//! The JSON schema the extraction service is asked to satisfy.
//!
//! Strict structured output needs every property listed in `required` and
//! `additionalProperties: false` at every object level, so optional bullet
//! fields are still required here and sent as empty strings.

use crate::error::SubmittalError;
use crate::output::SubmittalType;
use serde_json::{json, Value};
use std::path::Path;

/// Schema for `{"bullets": [Bullet, …]}`.
pub fn default_schema() -> Value {
    let types: Vec<&str> = SubmittalType::ALL.iter().map(|t| t.as_str()).collect();
    json!({
        "type": "object",
        "properties": {
            "bullets": {
                "type": "array",
                "description": "Every submittal requirement in document order, parents before children.",
                "items": {
                    "type": "object",
                    "properties": {
                        "spec_section": {
                            "type": "string",
                            "description": "CSI section number, e.g. \"12 24 13\"."
                        },
                        "section_title": {
                            "type": "string",
                            "description": "Section title, e.g. \"Roller Window Shades\"."
                        },
                        "article_number": {
                            "type": "string",
                            "description": "Article containing the requirement, e.g. \"1.3\"."
                        },
                        "submittal_type": {
                            "type": "string",
                            "enum": types
                        },
                        "submittal_title": {
                            "type": "string",
                            "description": "Heading of the submittal item for level-1 bullets, e.g. \"Product Data\"; empty otherwise."
                        },
                        "text": {
                            "type": "string",
                            "description": "Requirement text, verbatim."
                        },
                        "id": {
                            "type": "string",
                            "description": "Identifier unique within this response."
                        },
                        "level": {
                            "type": "integer",
                            "minimum": 1,
                            "maximum": 4
                        },
                        "parent_id": {
                            "type": "string",
                            "description": "id of the enclosing bullet; empty for level 1."
                        }
                    },
                    "required": [
                        "spec_section",
                        "section_title",
                        "article_number",
                        "submittal_type",
                        "submittal_title",
                        "text",
                        "id",
                        "level",
                        "parent_id"
                    ],
                    "additionalProperties": false
                }
            }
        },
        "required": ["bullets"],
        "additionalProperties": false
    })
}

/// Load a schema override from a JSON file.
pub fn load_schema_file(path: &Path) -> Result<Value, SubmittalError> {
    let text = std::fs::read_to_string(path).map_err(|e| match e.kind() {
        std::io::ErrorKind::NotFound => SubmittalError::FileNotFound {
            path: path.to_path_buf(),
        },
        std::io::ErrorKind::PermissionDenied => SubmittalError::PermissionDenied {
            path: path.to_path_buf(),
        },
        _ => SubmittalError::InvalidConfig(format!("cannot read schema {}: {e}", path.display())),
    })?;
    let value: Value = serde_json::from_str(&text).map_err(|e| {
        SubmittalError::InvalidConfig(format!("schema {} is not valid JSON: {e}", path.display()))
    })?;
    if !value.is_object() {
        return Err(SubmittalError::InvalidConfig(format!(
            "schema {} must be a JSON object",
            path.display()
        )));
    }
    Ok(value)
}

#[cfg(test)]
mod tests {
    use super::*;
    use std::io::Write;

    #[test]
    fn default_schema_is_strict() {
        let s = default_schema();
        assert_eq!(s["additionalProperties"], false);
        let item = &s["properties"]["bullets"]["items"];
        assert_eq!(item["additionalProperties"], false);
        let props = item["properties"].as_object().unwrap();
        let required = item["required"].as_array().unwrap();
        assert_eq!(props.len(), required.len());
        assert_eq!(item["properties"]["submittal_type"]["enum"][4], "MAINTENANCE_MATERIAL");
    }

    #[test]
    fn schema_file_must_be_object() {
        let mut f = tempfile::NamedTempFile::new().unwrap();
        write!(f, "[1, 2]").unwrap();
        assert!(matches!(
            load_schema_file(f.path()),
            Err(SubmittalError::InvalidConfig(_))
        ));
        assert!(matches!(
            load_schema_file(Path::new("/no/such/schema.json")),
            Err(SubmittalError::FileNotFound { .. })
        ));
    }
}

## How to complete this task:
Print the entries above exactly as they were written, down to the last line.

## Result:
//! The JSON schema the extraction service is asked to satisfy.
//!
//! Strict structured output needs every property listed in `required` and
//! `additionalProperties: false` at every object level, so optional bullet
//! fields are still required here and sent as empty strings.

use crate::error::SubmittalError;
use crate::output::SubmittalType;
use serde_json::{json, Value};
use std::path::Path;

/// Schema for `{"bullets": [Bullet, …]}`.
pub fn default_schema() -> Value {
    let types: Vec<&str> = SubmittalType::ALL.iter().map(|t| t.as_str()).collect();
    json!({
        "type": "object",
        "properties": {
            "bullets": {
                "type": "array",
                "description": "Every submittal requirement in document order, parents before children.",
                "items": {
                    "type": "object",
                    "properties": {
                        "spec_section": {
                            "type": "string",
                            "description": "CSI section number, e.g. \"12 24 13\"."
                        },
                        "section_title": {
                            "type": "string",
                            "description": "Section title, e.g. \"Roller Window Shades\"."
                        },
                        "article_number": {
                            "type": "string",
                            "description": "Article containing the requirement, e.g. \"1.3\"."
                        },
                        "submittal_type": {
                            "type": "string",
                            "enum": types
                        },
                        "submittal_title": {
                            "type": "string",
                            "description": "Heading of the submittal item for level-1 bullets, e.g. \"Product Data\"; empty otherwise."
                        },
                        "text": {
                            "type": "string",
                            "description": "Requirement text, verbatim."
                        },
                        "id": {
                            "type": "string",
                            "description": "Identifier unique within this response."
                        },
                        "level": {
                            "type": "integer",
                            "minimum": 1,
                            "maximum": 4
                        },
                        "parent_id": {
                            "type": "string",
                            "description": "id of the enclosing bullet; empty for level 1."
                        }
                    },
                    "required": [
                        "spec_section",
                        "section_title",
                        "article_number",
                        "submittal_type",
                        "submittal_title",
                        "text",
                        "id",
                        "level",
                        "parent_id"
                    ],
                    "additionalProperties": false
                }
            }
        },
        "required": ["bullets"],
        "additionalProperties": false
    })
}

/// Load a schema override from a JSON file.
pub fn load_schema_file(path: &Path) -> Result<Value, SubmittalError> {
    let text = std::fs::read_to_string(path).map_err(|e| match e.kind() {
        std::io::ErrorKind::NotFound => SubmittalError::FileNotFound {
            path: path.to_path_buf(),
        },
        std::io::ErrorKind::PermissionDenied => SubmittalError::PermissionDenied {
            path: path.to_path_buf(),
        },
        _ => SubmittalError::InvalidConfig(format!("cannot read schema {}: {e}", path.display())),
    })?;
    let value: Value = serde_json::from_str(&text).map_err(|e| {
        SubmittalError::InvalidConfig(format!("schema {} is not valid JSON: {e}", path.display()))
    })?;
    if !value.is_object() {
        return Err(SubmittalError::InvalidConfig(format!(
            "schema {} must be a JSON object",
            path.display()
        )));
    }
    Ok(value)
}

#[cfg(test)]
mod tests {
    use super::*;
    use std::io::Write;

    #[test]
    fn default_schema_is_strict() {
        let s = default_schema();
        assert_eq!(s["additionalProperties"], false);
        let item = &s["properties"]["bullets"]["items"];
        assert_eq!(item["additionalProperties"], false);
        let props = item["properties"].as_object().unwrap();
        let required = item["required"].as_array().unwrap();
        assert_eq!(props.len(), required.len());
        assert_eq!(item["properties"]["submittal_type"]["enum"][4], "MAINTENANCE_MATERIAL");
    }

    #[test]
    fn schema_file_must_be_object() {
        let mut f = tempfile::NamedTempFile::new().unwrap();
        write!(f, "[1, 2]").unwrap();
        assert!(matches!(
            load_schema_file(f.path()),
            Err(SubmittalError::InvalidConfig(_))
        ));
        assert!(matches!(
            load_schema_file(Path::new("/no/such/schema.json")),
            Err(SubmittalError::FileNotFound { .. })
        ));
    }
}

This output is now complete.